It doesn’t have to be war in the conventional sense. It could reside under the surface of everyday reality, as it does on this 70th anniversary of the founding of the state of Israel.

Anyone visiting Neve Tzedek – the artsy area in South Tel Aviv – last Friday night would have seen the incredible buzz of people, young and old, of all cultures and languages confidently enjoying themselves at cafes and strolling the streets. They might have been inspired by how far Israel has come and by the confidence of its citizens. Israeli flags hung on almost every street pole, from every window and on cars’ aerials. At the crowded shuk’s entrance, a man sang popular 1960s songs amidst the flags.

But if you went into a café and listened to conversations, you might hear talk of the “war” going on just across the border, in the West Bank and Gaza, beyond the privileged Tel Aviv “bubble”.

There is also talk of a new force in politics, not just to do with the shaky coalition Prime Minister Benjamin Netanyahu is holding together amidst scandals. No, this is about a potent recent incident: the morality of Israeli soldiers shooting and killing unarmed protesters on March 30 at the Gaza border during protests there. This started a train of events Israel seems unable to stop.

That event may be what historians will identify as the point when even ardent believers in the justice of the Jews’ statehood could not excuse its actions. This could, in some respects, be when Israel lost something in its soul.

Such markers in a nation’s character don’t have to be bloody. In the United States, the Rosa Parks incident triggered a wave of protests that reverberated throughout that country. Parks was a black woman who refused to surrender her seat to a white male passenger on a Montgomery, Alabama bus in 1955.

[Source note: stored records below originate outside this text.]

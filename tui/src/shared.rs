//! Rendering helpers shared by every stage.

use ratatui::Frame;
use ratatui::layout::{Alignment, Rect};
use ratatui::style::{Modifier, Style};
use ratatui::text::{Line, Span};
use ratatui::widgets::{Block, BorderType, Borders, Clear, Padding, Paragraph, Wrap};
use unicode_width::UnicodeWidthStr;

use ubers_types::ui::{ScreenEffect, UiOptions};

use crate::effects::apply_screen_effect;
use crate::theme::{Glyphs, Palette, styles};

pub(crate) const CARD_WIDTH: u16 = 76;

/// Everything a stage renderer needs besides its own screen state.
#[derive(Debug, Clone, Copy)]
pub(crate) struct DrawContext {
    pub(crate) palette: Palette,
    pub(crate) glyphs: Glyphs,
    pub(crate) options: UiOptions,
    pub(crate) tick: usize,
}

/// A bordered panel with a two-sided header.
pub(crate) struct Card<'a> {
    pub(crate) header_left: &'a str,
    pub(crate) header_right: String,
    pub(crate) lines: Vec<Line<'a>>,
}

/// Centre a `width` x `height` rectangle inside `area`, clamped to fit.
pub(crate) fn centered(area: Rect, width: u16, height: u16) -> Rect {
    let width = width.min(area.width);
    let height = height.min(area.height);
    Rect {
        x: area.x + (area.width - width) / 2,
        y: area.y + (area.height - height) / 2,
        width,
        height,
    }
}

/// Rows `lines` occupy when wrapped to `width` columns.
pub(crate) fn wrapped_height(lines: &[Line<'_>], width: u16) -> u16 {
    let width = usize::from(width.max(1));
    let rows: usize = lines
        .iter()
        .map(|line| line.width().max(1).div_ceil(width))
        .sum();
    u16::try_from(rows).unwrap_or(u16::MAX)
}

/// Draw `card` centred in `viewport`, displaced by `effect` when motion is
/// allowed. Content taller than the card scrolls so the newest lines stay
/// visible.
pub(crate) fn render_card(
    frame: &mut Frame,
    viewport: Rect,
    card: Card<'_>,
    ctx: &DrawContext,
    effect: Option<&ScreenEffect>,
) -> Rect {
    let palette = &ctx.palette;
    let width = CARD_WIDTH.min(viewport.width);
    // Word wrapping can break earlier than a hard wrap would.
    let inner_width = width.saturating_sub(8);
    let content_height = wrapped_height(&card.lines, inner_width);
    let height = content_height.saturating_add(4);

    let mut area = centered(viewport, width, height);
    if let Some(effect) = effect
        && !ctx.options.reduced_motion
    {
        area = apply_screen_effect(effect, area, viewport);
    }

    let block = Block::default()
        .borders(Borders::ALL)
        .border_type(BorderType::Double)
        .border_style(Style::default().fg(palette.gold_dark))
        .style(Style::default().bg(palette.bg_panel))
        .padding(Padding::new(2, 2, 1, 1))
        .title(Line::from(Span::styled(
            format!(" {} ", card.header_left),
            styles::label(palette),
        )))
        .title(
            Line::from(Span::styled(
                format!(" {} ", card.header_right),
                styles::label(palette),
            ))
            .right_aligned(),
        );

    let inner_height = area.height.saturating_sub(4);
    let scroll = content_height.saturating_sub(inner_height);

    frame.render_widget(Clear, area);
    frame.render_widget(
        Paragraph::new(card.lines)
            .block(block)
            .alignment(Alignment::Center)
            .wrap(Wrap { trim: true })
            .scroll((scroll, 0)),
        area,
    );
    area
}

pub(crate) fn divider<'a>(ctx: &DrawContext, width: u16) -> Line<'a> {
    let width = usize::from(width.min(CARD_WIDTH).saturating_sub(16)).max(4);
    Line::from(Span::styled(
        ctx.glyphs.separator.repeat(width / ctx.glyphs.separator.width().max(1)),
        Style::default().fg(ctx.palette.gold_dark),
    ))
}

/// `[ LABEL ]`, filled when enabled.
pub(crate) fn button<'a>(ctx: &DrawContext, label: &str, enabled: bool) -> Line<'a> {
    let style = if enabled {
        styles::button(&ctx.palette)
    } else {
        styles::button_disabled(&ctx.palette)
    };
    Line::from(Span::styled(format!("[ {label} ]"), style))
}

/// A key followed by what it does, e.g. `Enter aceitar`.
pub(crate) fn key_hint<'a>(ctx: &DrawContext, keys: &[(&'a str, &'a str)]) -> Line<'a> {
    let mut spans = Vec::with_capacity(keys.len() * 3);
    for (i, (key, label)) in keys.iter().enumerate() {
        if i > 0 {
            spans.push(Span::styled("   ", styles::key_hint(&ctx.palette)));
        }
        spans.push(Span::styled(*key, styles::key_highlight(&ctx.palette)));
        spans.push(Span::styled(format!(" {label}"), styles::key_hint(&ctx.palette)));
    }
    Line::from(spans)
}

pub(crate) fn footer<'a>(ctx: &DrawContext, parts: &[String]) -> Line<'a> {
    let separator = format!(" {} ", ctx.glyphs.bullet);
    Line::from(Span::styled(
        parts.join(&separator),
        Style::default()
            .fg(ctx.palette.text_dim)
            .add_modifier(Modifier::DIM),
    ))
}

/// A text bar `width` cells wide, filled to `ratio`.
pub(crate) fn meter(ctx: &DrawContext, ratio: f64, width: usize) -> Vec<Span<'static>> {
    let filled = ((ratio.clamp(0.0, 1.0) * width as f64).round() as usize).min(width);
    vec![
        Span::styled(
            ctx.glyphs.bar_full.repeat(filled),
            Style::default().fg(ctx.palette.gold),
        ),
        Span::styled(
            ctx.glyphs.bar_empty.repeat(width - filled),
            Style::default().fg(ctx.palette.border),
        ),
    ]
}

pub(crate) fn blank<'a>() -> Line<'a> {
    Line::default()
}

The flurry that the incident generated became a symbol of the indignities black people were constantly subjected to, affecting the soul of the nation and its sense of morality. Parks is internationally recognised as the “mother of the modern-day civil rights movement” in America. Everyone knows the name Rosa Parks.

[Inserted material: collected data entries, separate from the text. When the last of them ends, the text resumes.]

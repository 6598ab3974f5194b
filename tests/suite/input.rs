//! Terminal events driving the app, as the frame loop delivers them.

use crossterm::event::{Event, KeyCode, KeyEvent, KeyModifiers};
use ubers_engine::Stage;
use ubers_engine::screens::Screen;
use ubers_tui::apply_event;

use crate::common::{advance, app_at, fresh_app, stored_stage};

fn press(code: KeyCode) -> Event {
    Event::Key(KeyEvent::new(code, KeyModifiers::NONE))
}

fn typed(text: &str) -> Vec<Event> {
    text.chars().map(|c| press(KeyCode::Char(c))).collect()
}

#[test]
fn enter_accepts_invite_once_the_button_shows() {
    let mut app = fresh_app();
    advance(&mut app, 5600);
    apply_event(&mut app, press(KeyCode::Enter));
    assert_eq!(app.stage(), Stage::Contract);
}

#[test]
fn ctrl_c_requests_quit_without_changing_stage() {
    let mut app = fresh_app();
    apply_event(
        &mut app,
        Event::Key(KeyEvent::new(KeyCode::Char('c'), KeyModifiers::CONTROL)),
    );
    assert!(app.should_quit());
    assert_eq!(app.stage(), Stage::Invite);
}

#[test]
fn typing_and_enter_sign_the_contract() {
    let mut app = app_at("SIGN");
    advance(&mut app, 1500);
    for event in typed("Rosa") {
        apply_event(&mut app, event);
    }
    apply_event(&mut app, press(KeyCode::Enter));

    assert_eq!(app.stage(), Stage::Access);
    assert_eq!(stored_stage(&app).as_deref(), Some("ACCESS"));
}

#[test]
fn letters_type_into_the_signature_rather_than_acting() {
    let mut app = app_at("SIGN");
    advance(&mut app, 1500);
    // 'r' resets on the access screen; here it is just a letter.
    for event in typed("rn") {
        apply_event(&mut app, event);
    }
    let Screen::Sign(sign) = app.screen() else {
        panic!("expected the signature screen");
    };
    assert_eq!(sign.name(), "rn");
}

#[test]
fn pasted_text_is_typed_into_the_signature() {
    let mut app = app_at("SIGN");
    advance(&mut app, 1500);
    apply_event(&mut app, Event::Paste("Don\nVito".to_string()));

    let Screen::Sign(sign) = app.screen() else {
        panic!("expected the signature screen");
    };
    assert_eq!(sign.name(), "DonVito");
}

#[test]
fn escape_then_yes_declines_the_contract() {
    let mut app = app_at("SIGN");
    advance(&mut app, 1500);
    apply_event(&mut app, press(KeyCode::Esc));
    apply_event(&mut app, press(KeyCode::Char('s')));

    assert_eq!(app.stage(), Stage::Reject);
}

#[test]
fn escape_then_no_keeps_signing() {
    let mut app = app_at("SIGN");
    advance(&mut app, 1500);
    apply_event(&mut app, press(KeyCode::Esc));
    apply_event(&mut app, press(KeyCode::Char('n')));

    assert_eq!(app.stage(), Stage::Sign);
    let Screen::Sign(sign) = app.screen() else {
        panic!("expected the signature screen");
    };
    assert!(!sign.is_confirming());
    assert_eq!(sign.name(), "");
}

#[test]
fn access_keys_control_playback_and_reset() {
    let mut app = app_at("ACCESS");
    advance(&mut app, 7800);

    apply_event(&mut app, press(KeyCode::Char(' ')));
    apply_event(&mut app, press(KeyCode::Down));
    let Screen::Access(access) = app.screen() else {
        panic!("expected the access screen");
    };
    assert!(access.is_ready());
    assert!(access.playback().is_playing());
    assert!((access.playback().volume() - 0.7).abs() < 1e-6);

    apply_event(&mut app, press(KeyCode::Char('r')));
    assert_eq!(app.stage(), Stage::Invite);
    assert_eq!(stored_stage(&app), None);
}
//! Input handling for the Ubers TUI.

use anyhow::{Result, anyhow};
use crossterm::event::{self, Event, KeyCode, KeyEvent, KeyEventKind, KeyModifiers};
use std::{
    sync::{
        Arc,
        atomic::{AtomicBool, Ordering},
    },
    time::Duration,
};
use tokio::sync::mpsc;

use ubers_engine::screens::SignPhase;
use ubers_engine::{App, KeyValueStore, Screen, ScreenAction};

const INPUT_POLL_TIMEOUT: Duration = Duration::from_millis(25); // shutdown responsiveness
const INPUT_CHANNEL_CAPACITY: usize = 256; // bounded: no OOM
const MAX_EVENTS_PER_FRAME: usize = 64; // never starve rendering

enum InputMsg {
    Event(Event),
    Error(String),
}

/// Reads terminal events on a blocking task and hands them to the frame loop.
pub struct InputPump {
    rx: mpsc::Receiver<InputMsg>,
    stop: Arc<AtomicBool>,
    join: Option<tokio::task::JoinHandle<()>>,
}

impl InputPump {
    #[must_use]
    pub fn new() -> Self {
        let (tx, rx) = mpsc::channel(INPUT_CHANNEL_CAPACITY);
        let stop = Arc::new(AtomicBool::new(false));
        let stop2 = stop.clone();

        let join = tokio::task::spawn_blocking(move || input_loop(stop2, tx));
        Self {
            rx,
            stop,
            join: Some(join),
        }
    }

    pub async fn shutdown(&mut self) {
        // Close first so a sender blocked on capacity wakes up.
        self.rx.close();

        self.stop.store(true, Ordering::Release);
        if let Some(join) = self.join.take() {
            let _ = tokio::time::timeout(Duration::from_secs(2), join).await;
        }
    }
}

impl Default for InputPump {
    fn default() -> Self {
        Self::new()
    }
}

impl Drop for InputPump {
    fn drop(&mut self) {
        // Best-effort stop if caller exits early; do not block in Drop.
        self.rx.close();
        self.stop.store(true, Ordering::Release);
    }
}

fn input_loop(stop: Arc<AtomicBool>, tx: mpsc::Sender<InputMsg>) {
    while !stop.load(Ordering::Acquire) {
        match event::poll(INPUT_POLL_TIMEOUT) {
            Ok(true) => match event::read() {
                Ok(ev) => {
                    if tx.blocking_send(InputMsg::Event(ev)).is_err() {
                        break;
                    }
                }
                Err(e) => {
                    let _ = tx.blocking_send(InputMsg::Error(e.to_string()));
                    break;
                }
            },
            Ok(false) => {}
            Err(e) => {
                let _ = tx.blocking_send(InputMsg::Error(e.to_string()));
                break;
            }
        }
    }
}

/// What a key press means for the current screen.
#[derive(Debug, Clone, Copy, PartialEq, Eq)]
pub enum KeyCommand {
    Quit,
    Screen(ScreenAction),
}

/// Drain pending terminal events into `app`. Returns `true` once the app
/// should quit.
pub fn handle_events<S: KeyValueStore>(app: &mut App<S>, input: &mut InputPump) -> Result<bool> {
    let mut processed = 0;
    while processed < MAX_EVENTS_PER_FRAME {
        let ev = match input.rx.try_recv() {
            Ok(InputMsg::Event(ev)) => ev,
            Ok(InputMsg::Error(msg)) => return Err(anyhow!("input error: {msg}")),
            Err(mpsc::error::TryRecvError::Empty) => break,
            Err(mpsc::error::TryRecvError::Disconnected) => {
                return Err(anyhow!("input pump disconnected"));
            }
        };
        apply_event(app, ev);
        if app.should_quit() {
            return Ok(true);
        }
        processed += 1;
    }
    Ok(app.should_quit())
}

/// Apply a single terminal event. Exposed for driving the app in tests.
pub fn apply_event<S: KeyValueStore>(app: &mut App<S>, event: Event) {
    match event {
        Event::Key(key) => {
            if matches!(key.kind, KeyEventKind::Release) {
                return;
            }
            match map_key(app.screen(), key) {
                Some(KeyCommand::Quit) => app.request_quit(),
                Some(KeyCommand::Screen(action)) => app.handle_action(action),
                None => {}
            }
        }
        Event::Paste(text) => {
            if accepts_text(app.screen()) {
                for c in text.chars().filter(|c| !c.is_control()) {
                    app.handle_action(ScreenAction::Input(c));
                }
            }
        }
        _ => {}
    }
}

/// Translate a key press for `screen`.
#[must_use]
pub fn map_key(screen: &Screen, key: KeyEvent) -> Option<KeyCommand> {
    // AltGr arrives as CONTROL | ALT and produces ordinary characters.
    if key.modifiers.contains(KeyModifiers::CONTROL)
        && !key.modifiers.contains(KeyModifiers::ALT)
    {
        return match key.code {
            KeyCode::Char('c' | 'q') => Some(KeyCommand::Quit),
            _ => None,
        };
    }

    let action = match key.code {
        KeyCode::Enter => ScreenAction::Submit,
        KeyCode::Esc => ScreenAction::Cancel,
        code => match screen {
            Screen::Sign(sign) if sign.is_confirming() => match code {
                KeyCode::Char('y' | 'Y' | 's' | 'S') => ScreenAction::Confirm,
                KeyCode::Char('n' | 'N') => ScreenAction::Decline,
                _ => return None,
            },
            Screen::Sign(_) if accepts_text(screen) => match code {
                KeyCode::Char(c) => ScreenAction::Input(c),
                KeyCode::Backspace => ScreenAction::Backspace,
                _ => return None,
            },
            Screen::Access(_) => match code {
                KeyCode::Char(' ') => ScreenAction::TogglePlay,
                KeyCode::Right => ScreenAction::SeekForward,
                KeyCode::Left => ScreenAction::SeekBackward,
                KeyCode::Up => ScreenAction::VolumeUp,
                KeyCode::Down => ScreenAction::VolumeDown,
                KeyCode::Char('r' | 'R') => ScreenAction::Reset,
                _ => return None,
            },
            _ => return None,
        },
    };
    Some(KeyCommand::Screen(action))
}

fn accepts_text(screen: &Screen) -> bool {
    matches!(screen, Screen::Sign(sign) if sign.phase() != SignPhase::Intro && !sign.is_confirming())
}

Other tipping points affecting inner, personal feelings in the US include the terrorist attacks of September 11 in 2001, which future historians might one day interpret as the beginning of the third world war.

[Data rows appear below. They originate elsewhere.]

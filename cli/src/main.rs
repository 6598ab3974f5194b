//! Ubers CLI - Binary entry point and terminal session management.
//!
//! # Architecture
//!
//! The CLI bridges [`ubers_engine`] (application state) and [`ubers_tui`] (rendering),
//! providing RAII-based terminal management with guaranteed cleanup.
//!
//! ```text
//! main() -> TerminalSession::new() -> run_app() -> App + TUI
//! ```
//!
//! # Event Loop
//!
//! A fixed 8ms (~120 FPS) render cadence:
//!
//! 1. Wait for frame tick
//! 2. Drain input queue (non-blocking via [`ubers_tui::InputPump`])
//! 3. Advance application state by the measured frame time
//! 4. Render frame

mod args;

use anyhow::Result;
use clap::Parser;
use crossterm::{
    event::{DisableBracketedPaste, EnableBracketedPaste},
    execute,
    terminal::{EnterAlternateScreen, LeaveAlternateScreen, disable_raw_mode, enable_raw_mode},
};
use ratatui::prelude::*;
use std::{
    fs::{self, OpenOptions},
    io::{Stdout, stdout},
    path::PathBuf,
    sync::Mutex,
    time::Duration,
};
use tracing_subscriber::{EnvFilter, fmt, prelude::*};

use ubers_engine::{App, UbersConfig};
use ubers_tui::{InputPump, draw, handle_events};

use crate::args::Args;

fn init_tracing() {
    let env_filter = EnvFilter::try_from_default_env()
        .or_else(|_| EnvFilter::try_new("info"))
        .unwrap_or_else(|_| EnvFilter::new("warn"));

    let (log_file, init_warnings) = open_log_file();

    if let Some((log_path, file)) = log_file {
        tracing_subscriber::registry()
            .with(fmt::layer().with_ansi(false).with_writer(Mutex::new(file)))
            .with(env_filter)
            .init();

        tracing::info!(path = %log_path.display(), "Logging initialized");
        for warning in init_warnings {
            tracing::warn!("{warning}");
        }
        return;
    }

    // If we can't open a log file, prefer "no logs" over corrupting the TUI
    // by writing to stdout/stderr.
    tracing_subscriber::registry().with(env_filter).init();
}

fn open_log_file() -> (Option<(PathBuf, fs::File)>, Vec<String>) {
    let mut warnings = Vec::new();

    for candidate in log_file_candidates() {
        if let Some(parent) = candidate.parent()
            && let Err(e) = fs::create_dir_all(parent)
        {
            warnings.push(format!(
                "Failed to create log dir {}: {e}",
                parent.display()
            ));
            continue;
        }

        match OpenOptions::new()
            .create(true)
            .append(true)
            .open(&candidate)
        {
            Ok(file) => return (Some((candidate, file)), warnings),
            Err(e) => {
                warnings.push(format!(
                    "Failed to open log file {}: {e}",
                    candidate.display()
                ));
            }
        }
    }

    (None, warnings)
}

fn log_file_candidates() -> Vec<PathBuf> {
    let mut candidates = Vec::new();

    // Primary: ~/.ubers/logs/ubers.log
    if let Some(config_dir) = ubers_config::config_dir() {
        candidates.push(config_dir.join("logs").join("ubers.log"));
    }

    // Fallback: ./.ubers/logs/ubers.log (useful in constrained environments)
    candidates.push(PathBuf::from(".ubers").join("logs").join("ubers.log"));

    candidates
}

/// Load `~/.ubers/config.toml`, falling back to defaults on any error.
fn load_config() -> Option<UbersConfig> {
    match UbersConfig::load() {
        Ok(config) => config,
        Err(e) => {
            tracing::warn!("Ignoring config file: {e}");
            None
        }
    }
}

/// RAII wrapper for terminal state with guaranteed cleanup on drop.
///
/// Enables raw mode, bracketed paste and the alternate screen. On drop, all
/// terminal state is restored, so the terminal stays usable even after
/// panics or early returns.
struct TerminalSession {
    terminal: Terminal<CrosstermBackend<Stdout>>,
}

impl TerminalSession {
    fn new() -> Result<Self> {
        enable_raw_mode()?;

        let mut out = stdout();
        if let Err(err) = execute!(out, EnableBracketedPaste, EnterAlternateScreen) {
            let _ = disable_raw_mode();
            let _ = execute!(out, LeaveAlternateScreen, DisableBracketedPaste);
            return Err(err.into());
        }

        let terminal = match Terminal::new(CrosstermBackend::new(out)) {
            Ok(t) => t,
            Err(err) => {
                let _ = disable_raw_mode();
                let _ = execute!(stdout(), LeaveAlternateScreen, DisableBracketedPaste);
                return Err(err.into());
            }
        };

        Ok(Self { terminal })
    }
}

impl Drop for TerminalSession {
    fn drop(&mut self) {
        let _ = disable_raw_mode();
        let _ = execute!(
            self.terminal.backend_mut(),
            LeaveAlternateScreen,
            DisableBracketedPaste
        );
        let _ = self.terminal.show_cursor();
    }
}

#[tokio::main]
async fn main() -> Result<()> {
    let args = Args::parse();

    init_tracing();

    let config = load_config();
    let mut app = App::new(config.as_ref());
    if args.reset {
        app.reset();
    }

    let result = {
        let mut session = TerminalSession::new()?;
        run_app(&mut session.terminal, &mut app).await
    };

    if let Err(err) = &result {
        tracing::error!("Session ended with error: {err:?}");
    }
    tracing::info!(stage = %app.stage(), "Session closed");
    result
}

const FRAME_DURATION: Duration = Duration::from_millis(8);

async fn run_app(
    terminal: &mut Terminal<CrosstermBackend<Stdout>>,
    app: &mut App,
) -> Result<()> {
    let mut input = InputPump::new();
    let mut frames = tokio::time::interval(FRAME_DURATION);
    frames.set_missed_tick_behavior(tokio::time::MissedTickBehavior::Skip);

    let result: Result<()> = loop {
        frames.tick().await;

        // Non-blocking input (drain queue only)
        match handle_events(app, &mut input) {
            Ok(true) => break Ok(()),
            Ok(false) => {}
            Err(e) => break Err(e),
        }

        let elapsed = app.frame_elapsed();
        app.tick(elapsed);

        if let Err(e) = terminal.draw(|frame| draw(frame, app)) {
            break Err(e.into());
        }
    };

    input.shutdown().await;
    result
}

For the new South Africa, the 2012 killings at Marikana will probably qualify as the tipping point for negative perceptions about the ANC, as the 1960 Sharpeville massacre was for the apartheid government.

Sometimes tipping points are contradictory. South Africa’s difficult situation today regarding rising racial tensions, inequality and poverty may suggest that the much-heralded 1994 democratic elections may not have been the dawn of a new, bright era. In fact, future historians may see it as the beginning of a new decline of South Africa into a corrupt, bankrupt country. What a tragedy, after the bitter struggle that was waged here.

Another glance at the buzz in Neve Tzedek reveals that behind the façade of joy and laughter lies the uncomfortable knowledge that something much more difficult and complex is playing out. How to recapture the moral high ground after incidents such as the shooting of unarmed civilians is no less of a struggle for Israel than winning a war.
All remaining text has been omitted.